The city hasn’t always been so welcoming to bicycles. In 1990, the former neighborhood-oriented Walnut Street Bridge was reopened as a four-lane arterial highway with no bike lane. At the ribbon cutting that October, the Coalition staged a die-in where individuals sprawled across the bridge, asking for their rights as cyclists to be considered. While the response wasn’t immediate, the bridge did eventually get a bike lane.

“I think you’re starting to see a culture shift towards cars accepting bikes on the road,” says Doty. “But for a long time we were ignored and didn’t have any provision for our space on the road, so the attitude can be, ‘Why would you follow the rules of the road if those rules never took you into consideration?’ Today we have good facilities for bikes and we’re starting to see people follow the rules more. It’s a culture shift. On a good day it feels like we’re making good progress, on a bad day it’s frustrating to see people acting like jerks.”


A New Network

Mayor Nutter inaugurates the new bike lanes for Spruce and Pine StreetsThe construction of the Schuylkill River Trail, an objective whose beginnings date back nearly to the Coalition’s own, has been a major achievement for the organization and its partners. More recently, the Coalition announced, in association with the City of Philadelphia, the William Penn Foundation and a group of trail partners, “The Circuit,” a new name for the city’s regional trail network. The naming  coincides with an ongoing push to fill in the area’s trail gaps.

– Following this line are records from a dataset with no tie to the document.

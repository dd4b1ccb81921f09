//! Order repository
//!
//! CRUD plus filtered, sorted and paginated queries over orders. Deleting an
//! order cascades to its line items.

use crate::error::{OrderError, OrderResult};
use crate::models::{NewOrder, Order, OrderChanges, OrderField, OrderId, OrderRow};

use super::query::{Criteria, Filterable, Paginated, Pagination, Sort, Value};
use super::tables::Tables;

impl Filterable for Order {
    type Field = OrderField;

    fn field_value(&self, field: OrderField) -> Value {
        match field {
            OrderField::Id => Value::Id(self.id.get()),
            OrderField::OrderNo => Value::Text(self.order_no.to_string()),
            OrderField::CustomerName => Value::Text(self.customer_name.clone()),
            OrderField::OrderDate => Value::Date(self.order_date),
            OrderField::GrandTotal => Value::Money(self.grand_total),
        }
    }
}

/// Access to stored orders
pub trait OrderStore {
    /// Get an order by ID
    fn find_order(&self, id: OrderId) -> OrderResult<Order>;

    /// Get only the requested columns of an order
    fn find_order_projected(&self, id: OrderId, fields: &[OrderField]) -> OrderResult<OrderRow> {
        self.find_order(id).map(|order| order.project(fields))
    }

    /// Filter, order and paginate orders. Without a sort, rows come in
    /// ascending id order.
    fn query_orders(
        &self,
        criteria: &Criteria<OrderField>,
        sort: Option<Sort<OrderField>>,
        page: Pagination,
        fields: &[OrderField],
    ) -> OrderResult<Paginated<OrderRow>>;

    /// Up to `limit` whole orders with an id of at least `from`, in id order
    fn orders_from(&self, from: OrderId, limit: usize) -> OrderResult<Vec<Order>>;

    /// Insert an order, returning its new ID
    fn create_order(&mut self, new: NewOrder) -> OrderResult<OrderId>;

    /// Apply changes to an existing order
    fn update_order(&mut self, id: OrderId, changes: OrderChanges) -> OrderResult<()>;

    /// Delete an order and all of its line items
    fn delete_order(&mut self, id: OrderId) -> OrderResult<()>;
}

impl OrderStore for Tables {
    fn find_order(&self, id: OrderId) -> OrderResult<Order> {
        self.orders
            .get(&id)
            .cloned()
            .ok_or_else(|| OrderError::order_not_found(id.to_string()))
    }

    fn query_orders(
        &self,
        criteria: &Criteria<OrderField>,
        sort: Option<Sort<OrderField>>,
        page: Pagination,
        fields: &[OrderField],
    ) -> OrderResult<Paginated<OrderRow>> {
        let mut matched: Vec<&Order> = self
            .orders
            .values()
            .filter(|order| criteria.matches(*order))
            .collect();

        if let Some(sort) = sort {
            // Stable sort keeps id order among equal keys
            matched.sort_by(|a, b| sort.compare(*a, *b));
        }

        Ok(page.apply(matched).map(|order| order.project(fields)))
    }

    fn orders_from(&self, from: OrderId, limit: usize) -> OrderResult<Vec<Order>> {
        Ok(self
            .orders
            .range(from..)
            .take(limit)
            .map(|(_, order)| order.clone())
            .collect())
    }

    fn create_order(&mut self, new: NewOrder) -> OrderResult<OrderId> {
        if let Some(existing) = self.order_numbers.get(&new.order_no) {
            return Err(OrderError::Conflict(format!(
                "order number {} is already used by {}",
                new.order_no, existing
            )));
        }

        let id = self.allocate_order_id();
        let order = Order::new(id, new);
        self.order_numbers.insert(order.order_no, id);
        self.by_order.entry(id).or_default();
        self.orders.insert(id, order);
        Ok(id)
    }

    fn update_order(&mut self, id: OrderId, changes: OrderChanges) -> OrderResult<()> {
        let order = self
            .orders
            .get_mut(&id)
            .ok_or_else(|| OrderError::order_not_found(id.to_string()))?;
        order.apply(changes);
        Ok(())
    }

    fn delete_order(&mut self, id: OrderId) -> OrderResult<()> {
        let order = self
            .orders
            .remove(&id)
            .ok_or_else(|| OrderError::order_not_found(id.to_string()))?;
        self.order_numbers.remove(&order.order_no);

        for item_id in self.by_order.remove(&id).unwrap_or_default() {
            self.line_items.remove(&item_id);
        }
        Ok(())
    }
}

#[cfg(test)]
mod tests {
    use super::*;
    use crate::models::{LineItemDraft, Money, OrderNumber};
    use crate::storage::LineItemStore;
    use chrono::NaiveDate;

    fn day(d: u32) -> NaiveDate {
        NaiveDate::from_ymd_opt(2024, 5, d).unwrap()
    }

    fn new_order(date: NaiveDate, sequence: u16, customer: &str) -> NewOrder {
        NewOrder {
            order_no: OrderNumber::new(date, sequence).unwrap(),
            customer_name: customer.to_string(),
            order_date: date,
        }
    }

    #[test]
    fn test_create_and_find() {
        let mut tables = Tables::new();
        let id = tables.create_order(new_order(day(1), 1, "Acme")).unwrap();

        let order = tables.find_order(id).unwrap();
        assert_eq!(order.customer_name, "Acme");
        assert_eq!(order.order_no.to_string(), "INV202405010001");
        assert!(order.grand_total.is_zero());
    }

    #[test]
    fn test_ids_increase() {
        let mut tables = Tables::new();
        let first = tables.create_order(new_order(day(1), 1, "A")).unwrap();
        let second = tables.create_order(new_order(day(1), 2, "B")).unwrap();
        assert!(second > first);
    }

    #[test]
    fn test_duplicate_order_number_conflicts() {
        let mut tables = Tables::new();
        tables.create_order(new_order(day(1), 1, "Acme")).unwrap();

        let err = tables.create_order(new_order(day(1), 1, "Globex")).unwrap_err();
        assert!(err.is_conflict());
        assert_eq!(tables.order_count(), 1);
    }

    #[test]
    fn test_find_missing_is_not_found() {
        let tables = Tables::new();
        assert!(tables.find_order(OrderId::from_raw(9)).unwrap_err().is_not_found());
        assert!(tables
            .find_order_projected(OrderId::from_raw(9), &[OrderField::OrderNo])
            .unwrap_err()
            .is_not_found());
    }

    #[test]
    fn test_find_projected() {
        let mut tables = Tables::new();
        let id = tables.create_order(new_order(day(1), 1, "Acme")).unwrap();

        let row = tables.find_order_projected(id, &[OrderField::CustomerName]).unwrap();
        assert_eq!(row.id, id);
        assert_eq!(row.customer_name.as_deref(), Some("Acme"));
        assert!(row.order_no.is_none());
    }

    #[test]
    fn test_update_missing_is_not_found() {
        let mut tables = Tables::new();
        let err = tables
            .update_order(OrderId::from_raw(3), OrderChanges::header("X", day(1)))
            .unwrap_err();
        assert!(err.is_not_found());
    }

    #[test]
    fn test_delete_cascades_to_line_items() {
        let mut tables = Tables::new();
        let keep = tables.create_order(new_order(day(1), 1, "Keep")).unwrap();
        let gone = tables.create_order(new_order(day(1), 2, "Gone")).unwrap();
        let draft = LineItemDraft::new("Widget", 1, Money::from_cents(100)).unwrap();
        let kept_item = tables.create_line_item(keep, &draft).unwrap();
        tables.create_line_item(gone, &draft).unwrap();
        tables.create_line_item(gone, &draft).unwrap();

        tables.delete_order(gone).unwrap();

        assert_eq!(tables.order_count(), 1);
        assert_eq!(tables.line_item_count(), 1);
        assert!(tables.find_line_item(kept_item).is_ok());
        assert!(tables.delete_order(gone).unwrap_err().is_not_found());

        // The freed order number can be used again
        tables.create_order(new_order(day(1), 2, "Again")).unwrap();
    }

    #[test]
    fn test_orders_from_reads_one_batch() {
        let mut tables = Tables::new();
        for sequence in 1..=5 {
            tables.create_order(new_order(day(1), sequence, "A")).unwrap();
        }
        tables.delete_order(OrderId::from_raw(3)).unwrap();

        let batch = tables.orders_from(OrderId::from_raw(2), 2).unwrap();
        let ids: Vec<u64> = batch.iter().map(|order| order.id.get()).collect();
        assert_eq!(ids, vec![2, 4]);
        assert!(tables.orders_from(OrderId::from_raw(6), 2).unwrap().is_empty());
    }

    #[test]
    fn test_query_filters_sorts_and_pages() {
        let mut tables = Tables::new();
        tables.create_order(new_order(day(1), 1, "A")).unwrap();
        tables.create_order(new_order(day(1), 2, "B")).unwrap();
        tables.create_order(new_order(day(2), 1, "C")).unwrap();

        let criteria = Criteria::all().like(OrderField::OrderNo, "INV20240501%");
        let page = tables
            .query_orders(&criteria, None, Pagination::first(10), &OrderField::ALL)
            .unwrap();
        assert_eq!(page.total, 2);
        assert_eq!(page.items[0].customer_name.as_deref(), Some("A"));

        let page = tables
            .query_orders(
                &Criteria::all(),
                Some(Sort::desc(OrderField::OrderNo)),
                Pagination::first(1),
                &[OrderField::OrderNo],
            )
            .unwrap();
        assert_eq!(page.total, 3);
        assert_eq!(page.last_page, 3);
        assert_eq!(
            page.items[0].order_no.map(|n| n.to_string()).as_deref(),
            Some("INV202405020001")
        );
    }
}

“The long-term vision is to connect The Circuit into a world-class regional trail network,” says Doty. “If you step out your door, wherever you live in greater Philadelphia, you’ll know that you can point your bike toward the east, west, north, or south and you’ll be able to ride all day on trail just a few minutes’ ride from your house.”

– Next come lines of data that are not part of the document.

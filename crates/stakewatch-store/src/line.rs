//! Line-protocol encoding for snapshot points.
//!
//! One record per line:
//!
//! ```text
//! moe_network_info,staker_address=<id> worker_address="<id>",start_date=<f>,\
//! end_date=<f>,stake=<f>,locked_stake=<f>,current_period=<n>i,\
//! last_confirmed_period=<n>i <unix_seconds>
//! ```
//!
//! The measurement and tag set are comma-separated, the field set follows a
//! space, the timestamp follows another space. Integer fields carry an `i`
//! suffix to disambiguate them from floats. `staker_address` is the only tag
//! (indexed); everything else is a field.
//!
//! Values are escaped per component instead of interpolated blindly: a staker
//! identifier containing `,`, `=` or a space degrades to an escaped tag value
//! instead of corrupting the line.

use stakewatch_types::NetworkSnapshotPoint;

use crate::MEASUREMENT;

/// Escape a measurement name (`,` and space).
pub fn escape_measurement(name: &str) -> String {
    escape(name, &[',', ' '])
}

/// Escape a tag key or tag value (`,`, `=` and space).
pub fn escape_tag_value(value: &str) -> String {
    escape(value, &[',', '=', ' '])
}

/// Escape the contents of a double-quoted string field (`\` and `"`).
pub fn escape_string_field(value: &str) -> String {
    let mut out = String::with_capacity(value.len());
    for c in value.chars() {
        if c == '\\' || c == '"' {
            out.push('\\');
        }
        out.push(c);
    }
    out
}

fn escape(value: &str, special: &[char]) -> String {
    let mut out = String::with_capacity(value.len());
    for c in value.chars() {
        if special.contains(&c) {
            out.push('\\');
        }
        out.push(c);
    }
    out
}

/// Render one snapshot point as a line-protocol record.
pub fn encode_point(point: &NetworkSnapshotPoint) -> String {
    format!(
        "{measurement},staker_address={staker} \
         worker_address=\"{worker}\",\
         start_date={start},\
         end_date={end},\
         stake={stake},\
         locked_stake={locked},\
         current_period={current}i,\
         last_confirmed_period={confirmed}i \
         {timestamp}",
        measurement = escape_measurement(MEASUREMENT),
        staker = escape_tag_value(&point.staker_address),
        worker = escape_string_field(&point.worker_address),
        start = point.start_date,
        end = point.end_date,
        stake = point.stake,
        locked = point.locked_stake,
        current = point.current_period,
        confirmed = point.last_confirmed_period,
        timestamp = point.sample_time,
    )
}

Doty knows the effort may take decades to realize, but cyclists can trace the route’s progress on the interactive website, Although online, the map is the latest manifestation of something the Bicycle Coalition has done from its earliest days. One of its first projects was a map showing the best bike routes for getting places. “It didn’t mean that all the routes that were identified were excellent,” says Thomas, “but they were the best of a bad lot.”


A City for Bicyclists 

For the future, in addition to expanding The Circuit, Doty points to the city’s first Pedestrian and Bicycle Plan, unveiled in 2010. “We’re excited to be partnering with the city to see that plan brought to fruition,” he says. “A priority for us in the foreseeable future is that we want to see the diversity of bike riders continue to grow and for bicycling to represent our population in Philadelphia.” Currently, women are one-third of riders, and African-Americans and Latinos are biking at rates lower than the rest of Philadelphia’s population. While bicycling is no longer exclusively the domain of 25-to-50-year-old white men, says Doty, the Coalition wants to see minority ridership increase further.

Like a proud parent, Thomas beams that he’s watched the Bicycle Coalition “grow from an all-volunteer organization to a really sophisticated outfit, providing an incredible amount of very effective public services and advocacy.” Citing the ongoing effort to change people’s and institutions’ attitudes towards bicycling, he cites an unnamed arts institution opening on the Avenue of the Arts a few years back, with no bike parking in its design.

“I called and talked to the president and CEO and they said, ‘We’re a world-class institution and bike parking would detract from the appearance of our beautiful building.’ So I sent them pictures of the Concertgebouw concert hall in Amsterdam and the Paris Opera with their high-quality, beautifully-designed bike parking. That kind of thinking is changing because the Bicycle Coalition has really shown people this is not just some kind of lunatic fringe on the outside. A lot of improvements are necessary, but success breeds success and the Coalition has played a big role in that.”